409. Le dominicain Georges Anawati, égyptien engagé dans le dialogue islamo-chrétien et un des précurseurs de Vatican II, a donné en 1978 au Caire une conférence sur « La foi commune en Dieu ». Cette conférence a été violemment critiquée par un dignitaire d’al-Azhar : parler de « foi commune » est réducteur aussi bien pour l’islam que pour le christianisme !

41En 2014, le dominicain français E. Pisani, directeur de l’ISTR de Paris, reprend le dossier et en fait un livre, Le dialogue islamo-chrétien à l’épreuve. Père Anawati. Il désire donner des clés historiques et théologiques à la controverse. Sur le plan historique : le P. Anawati s’est appuyé sur des prédécesseurs chrétiens, qui, depuis le pape Grégoire VII au XIe siècle, ont cherché, pour diverses raisons, des positions communes entre le christianisme et l’islam. Sur le plan théologique : E. Pisani met en valeur la différence entre la foi chrétienne et la foi islamique. En islam, contrairement au christianisme, la foi ne fait pas participer à la vie de Dieu.

42L’intérêt de ce petit ouvrage est de montrer les limites d’une générosité théologique mal venue. On peut s’interroger sur les raisons qui ont poussé le P. Anawati à faire cette conférence malencontreuse : sans doute avait-il une visée davantage pastorale et humaniste, que théologique.
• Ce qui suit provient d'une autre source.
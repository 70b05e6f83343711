//! Load-flow orchestration: validate → assemble → solve → rescale.
//!
//! The calculator owns the configured solver strategy and runs the whole
//! pipeline against an immutable network. Validation failures surface as
//! errors before anything is stamped; voltage collapse comes back as a
//! non-converged solution with no node results, so callers can tell the
//! two apart and, for example, retry with a different strategy.

use crate::assembly::{assemble, Assembly};
use crate::admittance::AdmittanceMatrix;
use crate::solve::{CalculatorKind, NodeResult, NodeVoltageCalculator, SolveOutcome};
use gridflow_core::{Element, GridResult, Network, NodeId};
use num_complex::Complex64;
use std::collections::HashMap;
use tracing::debug;

/// Result of a load-flow run: solved voltage and power per node id, in
/// physical units. Empty and non-converged after a voltage collapse.
#[derive(Debug, Clone)]
pub struct LoadFlowSolution {
    pub converged: bool,
    pub nodes: HashMap<NodeId, NodeResult>,
}

pub struct LoadFlowCalculator {
    calculator: Box<dyn NodeVoltageCalculator>,
}

impl Default for LoadFlowCalculator {
    fn default() -> Self {
        Self::with_kind(CalculatorKind::default())
    }
}

impl LoadFlowCalculator {
    pub fn new(calculator: Box<dyn NodeVoltageCalculator>) -> Self {
        Self { calculator }
    }

    pub fn with_kind(kind: CalculatorKind) -> Self {
        Self::new(kind.build())
    }

    /// Run the full pipeline and return physical-unit results per node.
    pub fn calculate_node_voltages(&self, network: &Network) -> GridResult<LoadFlowSolution> {
        network.validate()?;
        let assembly = assemble(network)?;

        let outcome = self.calculator.calculate_node_voltages(
            &assembly.matrix,
            1.0,
            &assembly.specs,
        );

        let results = match outcome {
            SolveOutcome::Collapsed => {
                debug!("load flow reported voltage collapse");
                return Ok(LoadFlowSolution {
                    converged: false,
                    nodes: HashMap::new(),
                });
            }
            SolveOutcome::Converged(results) => results,
        };

        Ok(LoadFlowSolution {
            converged: true,
            nodes: unscale_results(network, &assembly, &results),
        })
    }

    /// Assemble and expose the per-unit admittance matrix without solving:
    /// (matrix, ordered node names, power base) for diagnostic callers.
    pub fn calculate_admittance_matrix(
        &self,
        network: &Network,
    ) -> GridResult<(AdmittanceMatrix, Vec<String>, f64)> {
        let assembly = assemble(network)?;
        Ok((assembly.matrix, assembly.names, assembly.power_base))
    }
}

/// Map per-unit slot results back onto the user's node ids in physical
/// units.
///
/// Members of a coalesced zero-impedance group share the slot voltage.
/// The slot's total power goes to the role-enforcing member if the group
/// has one, otherwise to the lowest-id member; every other member reports
/// the power its own loads demanded, so the group total is preserved.
fn unscale_results(
    network: &Network,
    assembly: &Assembly,
    results: &[NodeResult],
) -> HashMap<NodeId, NodeResult> {
    let mut nodes = HashMap::new();
    for (slot, group) in assembly.groups.iter().enumerate() {
        let scaler = &assembly.scalers[slot];
        let voltage = scaler.unscale_voltage(results[slot].voltage);
        let total_power = scaler.unscale_power(results[slot].power);

        if group.len() == 1 {
            nodes.insert(
                group[0],
                NodeResult {
                    voltage,
                    power: total_power,
                },
            );
            continue;
        }

        let absorber = group
            .iter()
            .find(|id| {
                network
                    .elements_at_node(**id)
                    .iter()
                    .any(|e| e.enforces_slack() || e.enforces_pv())
            })
            .copied()
            .unwrap_or(group[0]);

        let mut residual = total_power;
        for &member in group {
            if member == absorber {
                continue;
            }
            let own: Complex64 = network
                .elements_at_node(member)
                .iter()
                .filter_map(|e| match e {
                    Element::Load(load) => Some(load.power),
                    _ => None,
                })
                .sum();
            residual -= own;
            nodes.insert(member, NodeResult { voltage, power: own });
        }
        nodes.insert(
            absorber,
            NodeResult {
                voltage,
                power: residual,
            },
        );
    }
    nodes
}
Le livre fournit en annexe un autre texte du P. Anawati, beaucoup plus clair et précis que sa conférence : une « Note sur le comparatisme en théologie des religions » !
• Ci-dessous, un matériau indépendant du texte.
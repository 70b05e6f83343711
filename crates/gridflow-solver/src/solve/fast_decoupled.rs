//! Fast-decoupled load flow (Stott-Alsac).
//!
//! Exploits the weak P-|V| and Q-θ coupling of reactance-dominated
//! networks: instead of one full Jacobian, two constant real matrices are
//! factored from the imaginary part of the admittance matrix and reused
//! every iteration: one for the P-θ half step, one for the Q-|V| half
//! step. Cheaper per iteration than Newton-Raphson, more iterations,
//! same convergence test.
//!
//! On a network with no susceptance at all the decoupling assumption
//! inverts: power then couples to magnitude through the conductance, so
//! the half steps swap their matrices. Networks where neither part is
//! usable report collapse through the singular linear solve.

use super::{partition, voltages_plausible, NodeSpec, NodeVoltageCalculator, SolveOutcome};
use crate::admittance::AdmittanceMatrix;
use crate::linear::{FaerSolver, LinearSolver};
use num_complex::Complex64;
use tracing::{debug, trace};

pub struct FastDecoupled {
    tolerance: f64,
    max_iterations: usize,
    linear_solver: Box<dyn LinearSolver>,
}

impl Default for FastDecoupled {
    fn default() -> Self {
        Self::new()
    }
}

impl FastDecoupled {
    pub fn new() -> Self {
        Self {
            tolerance: 1e-8,
            max_iterations: 100,
            linear_solver: Box::new(FaerSolver),
        }
    }

    pub fn with_tolerance(mut self, tolerance: f64) -> Self {
        self.tolerance = tolerance;
        self
    }

    pub fn with_max_iterations(mut self, max_iterations: usize) -> Self {
        self.max_iterations = max_iterations;
        self
    }
}

impl NodeVoltageCalculator for FastDecoupled {
    fn calculate_node_voltages(
        &self,
        matrix: &AdmittanceMatrix,
        nominal_voltage: f64,
        nodes: &[NodeSpec],
    ) -> SolveOutcome {
        let system = partition(matrix, nodes);
        let n = system.unknown.len();
        if n == 0 {
            return system.finish(matrix, nodes, &[]);
        }

        let targets = system.power_targets();
        let pq: Vec<usize> = (0..n).filter(|&i| !system.specs[i].is_pv()).collect();

        // The decoupled matrices are constant across iterations.
        let reactive = (0..n)
            .any(|i| (0..n).any(|k| system.reduced.get(i, k).im.abs() > 1e-12));
        let angle_matrix: Vec<Vec<f64>> = (0..n)
            .map(|i| {
                (0..n)
                    .map(|k| {
                        let y = system.reduced.get(i, k);
                        if reactive {
                            -y.im
                        } else {
                            y.re
                        }
                    })
                    .collect()
            })
            .collect();
        let magnitude_matrix: Vec<Vec<f64>> = pq
            .iter()
            .map(|&i| {
                pq.iter()
                    .map(|&k| {
                        let y = system.reduced.get(i, k);
                        if reactive {
                            -y.im
                        } else {
                            y.re
                        }
                    })
                    .collect()
            })
            .collect();

        let mut v_mag: Vec<f64> = system
            .specs
            .iter()
            .map(|spec| match spec {
                NodeSpec::Pv { magnitude, .. } => *magnitude,
                _ => nominal_voltage,
            })
            .collect();
        let mut v_ang = vec![0.0f64; n];

        let polar = |v_mag: &[f64], v_ang: &[f64]| -> Vec<Complex64> {
            v_mag
                .iter()
                .zip(v_ang)
                .map(|(&m, &a)| Complex64::from_polar(m, a))
                .collect()
        };

        for iteration in 0..self.max_iterations {
            let voltages = polar(&v_mag, &v_ang);
            let powers = system.reduced.calculate_all_powers(&voltages);

            let mut max_mismatch = 0.0f64;
            for i in 0..n {
                max_mismatch = max_mismatch.max((targets[i].re - powers[i].re).abs());
            }
            for &i in &pq {
                max_mismatch = max_mismatch.max((targets[i].im - powers[i].im).abs());
            }
            trace!(iteration, max_mismatch, "fast-decoupled mismatch");
            if max_mismatch < self.tolerance {
                debug!(iteration, "fast-decoupled converged");
                return system.finish(matrix, nodes, &voltages);
            }

            // P half step.
            let rhs_p: Vec<f64> = (0..n)
                .map(|i| (targets[i].re - powers[i].re) / v_mag[i].max(1e-12))
                .collect();
            let delta_p = match self.linear_solver.solve_real(&angle_matrix, &rhs_p) {
                Ok(delta) => delta,
                Err(error) => {
                    debug!(iteration, %error, "fast-decoupled P-step solve failed");
                    return SolveOutcome::Collapsed;
                }
            };
            if reactive {
                for i in 0..n {
                    v_ang[i] += delta_p[i];
                }
            } else {
                // Conductance fallback drives magnitudes; PV magnitudes
                // stay pinned to their setpoint. Steps are damped so one
                // correction never wipes out a magnitude.
                for i in 0..n {
                    if !system.specs[i].is_pv() {
                        v_mag[i] = (v_mag[i] + delta_p[i]).max(0.05 * v_mag[i]);
                    }
                }
            }

            // Q half step on the refreshed state.
            if !pq.is_empty() {
                let voltages = polar(&v_mag, &v_ang);
                let powers = system.reduced.calculate_all_powers(&voltages);
                let rhs_q: Vec<f64> = pq
                    .iter()
                    .map(|&i| (targets[i].im - powers[i].im) / v_mag[i].max(1e-12))
                    .collect();
                let delta_q = match self.linear_solver.solve_real(&magnitude_matrix, &rhs_q) {
                    Ok(delta) => delta,
                    Err(error) => {
                        debug!(iteration, %error, "fast-decoupled Q-step solve failed");
                        return SolveOutcome::Collapsed;
                    }
                };
                for (slot, &i) in pq.iter().enumerate() {
                    if reactive {
                        v_mag[i] = (v_mag[i] + delta_q[slot]).max(0.05 * v_mag[i]);
                    } else {
                        v_ang[i] += delta_q[slot];
                    }
                }
            }

            let updated = polar(&v_mag, &v_ang);
            if v_mag.iter().any(|&m| !(m > 0.0)) || !voltages_plausible(&updated, nominal_voltage)
            {
                debug!(iteration, "fast-decoupled diverged");
                return SolveOutcome::Collapsed;
            }
        }

        debug!(
            max_iterations = self.max_iterations,
            "fast-decoupled iteration budget exhausted"
        );
        SolveOutcome::Collapsed
    }
}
4310. Voici un livre exemplaire, Dieu est-il l’auteur de la Bible et du Coran ?, de ce que peut être un vrai dialogue : écrit à deux voix, par deux amis, un chrétien, Henri de La Hougue (prêtre sulpicien) et un musulman, Saeid Jazari Mamoei (religieux chiite iranien), tous deux universitaires. L’originalité vient de ce que le livre n’est pas composé de chapitres écrits tantôt par l’un tantôt par l’autre, mais que tous les chapitres sont entièrement rédigés par les deux auteurs – d’où un style d’écriture nuancé, pondéré, qui tient compte de la position de l’autre. Dans ce dialogue chacun essaie d’entrer dans l’univers de l’autre et de le comprendre, tout en exposant de manière claire sa propre foi.

44La question de départ, qui donne son titre à l’ouvrage, est vite dépassée car les conceptions de la révélation et des Écritures ne sont pas les mêmes. La question de fond devient alors : que peut-on reconnaître comme venant authentiquement de Dieu dans la religion de l’autre ? Les deux auteurs traitent cette question avec un regard bienveillant sur l’autre, en s’efforçant de remonter avec finesse aux sources mêmes de leurs différences.

45La première partie est consacrée à « Jésus, Muhammad et nos Écritures respectives ». Le premier chapitre présente la perspective chrétienne de manière simple et nourrissante. Elle contient un très bon passage (p. 48-53) sur le lien entre Jésus et la Bible, sur l’inspiration de la Bible à la fois Parole de Dieu et texte humain. Le deuxième chapitre, sur la perspective musulmane, souligne un paradoxe à propos de Muhammad : en un sens, sa vie s’efface devant son message ; cependant la référence au Prophète et la dévotion qu’il engendre sont omniprésentes dans la pratique et la foi musulmanes. Une remarque éclairante : l’analphabétisme supposé du Prophète jouerait un rôle analogue à la virginité de Marie dans le christianisme : il s’agit de laisser surgir la Parole (p. 92-95). La conclusion de cette partie souligne qu’on ne peut mettre sur le même plan Bible et Coran, Jésus et Muhammad.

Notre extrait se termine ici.